EM DEFESA DA SAÚDE E DA VIDA, SOLIDARIEDADE, ORGANIZAÇÃO E LUTA!

O Sinpro Macaé e Região, juntamente com outras entidades e movimentos dedicados à Educação, tem defendido desde o início desta pandemia a necessidade de que as escolassejam mantidas fechadas enquanto não houver condições mínimas para reabertura e que a categoria dos profissionais de educação seja incluída como prioritária na fila de vacinação.

Não é novidade que defendemos os profissionais da educação e não queremos que eles sejam atingidos pelo “tsunami” que já levou 320 mil brasileiros à morte, pela contagem oficial subnotificada. A Covid é uma pandemia sem controle, que está matando um brasileiro a cada 20 segundos.

Não há testagem em massa na cidade que possibilite políticas de isolamento menos abrangentes, não temos vacina em quantidade suficiente. Tem-se apenas a presunção de que se poderia, com protocolos de saúde, impedir as pessoas de se contaminarem.

Não há protocolo que GARANTA a segurança dos trabalhadores, principalmente se o poder público não cumprir seu papel de fiscalização. O que se tem visto, por exemplo, no Rio e em São Paulo, é o adoecimento e morte de uma parcela significativa de professores, auxiliares, administrativos, atingindo também o alunado, desde o primeiro momento deste retorno precipitado e irresponsável das aulas presenciais.

A pressão que o lobby dos empresários da educação exerce sobre os governantes em todo país é clara. Aqui, em Macaé, houve até manifestações em frente da Prefeitura, a favor do retorno das aulas.

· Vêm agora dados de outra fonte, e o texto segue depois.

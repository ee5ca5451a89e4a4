//! Alert signals, alert state and the dispatcher that turns one into the other

mod channel_state;
mod dispatcher;
mod rate_limit;
mod signal;
mod state;

pub use channel_state::{Admission, ChannelState, ChannelStatus};
pub use dispatcher::{ChannelTestResult, Dispatcher, DispatcherConfig};
pub use rate_limit::TokenBucket;
pub use signal::{AlertKey, AlertSignal, AlertType, Severity, SignalContext, SignalSource};
pub use state::{ActiveAlert, AlertState, DeliveryOutcome, DeliveryRecord, MAX_DELIVERY_RECORDS};
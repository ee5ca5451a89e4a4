//! Leadership signal consumed by the engine
//!
//! Election itself happens elsewhere; the engine only asks "am I leader".

use std::path::PathBuf;
use std::sync::atomic::{AtomicBool, Ordering};
use std::sync::Arc;

pub trait LeaderSignal: Send + Sync {
    fn is_leader(&self) -> bool;
}

/// Shared flag flipped by an external elector
#[derive(Debug, Clone, Default)]
pub struct LeaderFlag {
    leader: Arc<AtomicBool>,
}

impl LeaderFlag {
    pub fn new(leader: bool) -> Self {
        Self {
            leader: Arc::new(AtomicBool::new(leader)),
        }
    }

    pub fn set(&self, leader: bool) {
        self.leader.store(leader, Ordering::SeqCst);
    }
}

impl LeaderSignal for LeaderFlag {
    fn is_leader(&self) -> bool {
        self.leader.load(Ordering::SeqCst)
    }
}

/// Single-replica deployments lead unconditionally
#[derive(Debug, Clone, Copy, Default)]
pub struct AlwaysLeader;

impl LeaderSignal for AlwaysLeader {
    fn is_leader(&self) -> bool {
        true
    }
}

/// Leader while a marker file exists, e.g. one written by a sidecar elector
#[derive(Debug, Clone)]
pub struct FileLeader {
    path: PathBuf,
}

impl FileLeader {
    pub fn new(path: impl Into<PathBuf>) -> Self {
        Self { path: path.into() }
    }
}

impl LeaderSignal for FileLeader {
    fn is_leader(&self) -> bool {
        self.path.exists()
    }
}

#[cfg(test)]
mod tests {
    use super::*;

    #[test]
    fn test_flag_is_shared_between_clones() {
        let flag = LeaderFlag::new(false);
        let observer = flag.clone();
        assert!(!observer.is_leader());
        flag.set(true);
        assert!(observer.is_leader());
    }

    #[test]
    fn test_file_leader() {
        let dir = tempfile::tempdir().unwrap();
        let marker = dir.path().join("leader");
        let signal = FileLeader::new(&marker);
        assert!(!signal.is_leader());

        std::fs::write(&marker, "guardian-0").unwrap();
        assert!(signal.is_leader());
        assert!(AlwaysLeader.is_leader());
    }
}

Os professores da iniciativa privada têm sofrido de maneira mais aguda essa cobrança. O medo disseminado pela insegurança do momento, pela perspectiva da perda do emprego se ousarem questionar as decisões irresponsáveis da escola, obriga esses profissionais a aturar abusos sem acionar as únicas instâncias que poderiam protegê-los.
Trabalham sabendo que escolas desobedecem ou não conseguem cumprir os protocolos até que finalmente se contaminam e se afastam. Inclusive, temos recebido ainda denúncias de professores que deram aula remota mesmo estando com Covid.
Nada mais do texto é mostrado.